I'm trying to create a loop or a function for the dataset below.
For overall_health, outlook_life, and health_mental- I am trying to calculate the proportion by sex, age_group, income and education. In addition, I would like to create two separate outputs by the geography (area1 and area2).
Please note that I do not want to use the pivot longer function.

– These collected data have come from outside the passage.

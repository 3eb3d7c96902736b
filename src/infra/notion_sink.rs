use async_trait::async_trait;
use serde::Deserialize;
use serde_json::{json, Value};
use tracing::debug;

use crate::app::ports::EventSinkPort;
use crate::config::Config;
use crate::constants::{
    NOTION_API_BASE, NOTION_REQUEST_TIMEOUT, NOTION_VERSION, PROPERTY_EVENT, PROPERTY_NAME,
    PROPERTY_TIMESTAMP,
};
use crate::error::SinkError;
use crate::types::PlayerEvent;

/// Writes each event as a page in a Notion database
pub struct NotionSink {
    client: reqwest::Client,
    api_key: String,
    database_id: String,
    base_url: String,
}

impl NotionSink {
    pub fn new(api_key: impl Into<String>, database_id: impl Into<String>) -> Result<Self, SinkError> {
        let client = reqwest::Client::builder()
            .timeout(NOTION_REQUEST_TIMEOUT)
            .build()?;
        Ok(Self {
            client,
            api_key: api_key.into(),
            database_id: database_id.into(),
            base_url: NOTION_API_BASE.to_string(),
        })
    }

    pub fn from_config(config: &Config) -> Result<Self, SinkError> {
        Self::new(config.notion_api_key.clone(), config.sessions_database_id.clone())
    }

    /// Point the sink at another API host (a proxy, or a local stub).
    pub fn with_base_url(mut self, base_url: impl Into<String>) -> Self {
        self.base_url = base_url.into().trim_end_matches('/').to_string();
        self
    }

    fn pages_url(&self) -> String {
        format!("{}/v1/pages", self.base_url)
    }
}

/// Request body creating one sessions-database page for `event`.
pub fn page_payload(database_id: &str, event: &PlayerEvent) -> Value {
    json!({
        "parent": { "database_id": database_id },
        "properties": {
            PROPERTY_NAME: { "title": [ { "text": { "content": event.player } } ] },
            PROPERTY_EVENT: { "select": { "name": event.kind.as_str() } },
            PROPERTY_TIMESTAMP: { "date": { "start": event.iso_timestamp() } },
        }
    })
}

#[derive(Debug, Deserialize)]
struct NotionErrorBody {
    code: String,
    message: String,
}

/// Map a non-success response to a `SinkError`, keeping Notion's error code when present.
fn api_error(status: u16, body: &str) -> SinkError {
    match serde_json::from_str::<NotionErrorBody>(body) {
        Ok(parsed) => SinkError::Api {
            status,
            code: parsed.code,
            message: parsed.message,
        },
        Err(_) => SinkError::Api {
            status,
            code: "unknown".to_string(),
            message: body.trim().to_string(),
        },
    }
}

#[async_trait]
impl EventSinkPort for NotionSink {
    async fn create_record(&self, event: &PlayerEvent) -> Result<(), SinkError> {
        let payload = page_payload(&self.database_id, event);
        debug!(url = %self.pages_url(), player = %event.player, "Creating Notion page");

        let resp = self
            .client
            .post(self.pages_url())
            .bearer_auth(&self.api_key)
            .header("Notion-Version", NOTION_VERSION)
            .json(&payload)
            .send()
            .await?;

        let status = resp.status();
        if status.is_success() {
            return Ok(());
        }

        let body = resp.text().await.unwrap_or_default();
        Err(api_error(status.as_u16(), &body))
    }

    fn name(&self) -> &'static str {
        "notion"
    }
}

Thanks in advance for the help!
Here's the a sample data frame (survey data):
library(tidyverse)
library(dplyr)
df <- data.frame (overall_health = c("poor", "good", "excellent", "poor", "good", "poor", "poor", "excellent"),
outlook_life = c("good", "excellent", "excellent", "poor", "excellent", "poor", "excellent", "poor"),
health_mental = c("poor", "poor", "excellent", "poor", "poor", "poor", "excellent", "good"),
sex = c("F", "M", "M", "F", "F", "M", "F", "M"),
age_group = c("50-54", "60-64", "80 ", "70-74", "40-44", "45-49", "60-64", "65-69"),
income = c("$<40,000", "$50,000-79,000", "$80,000-110,000", "$111,000 ", "$<40,000", "$<40,000", "$50,000-79,000", "$80,000-110,000"),
education = c("HS", "College", "Bachelors", "Masters", "HS", "College", "Bachelors", "Masters"),
geography= c("area1", "area2", "area1", "area2", "area2", "area1", "area2", "area1"))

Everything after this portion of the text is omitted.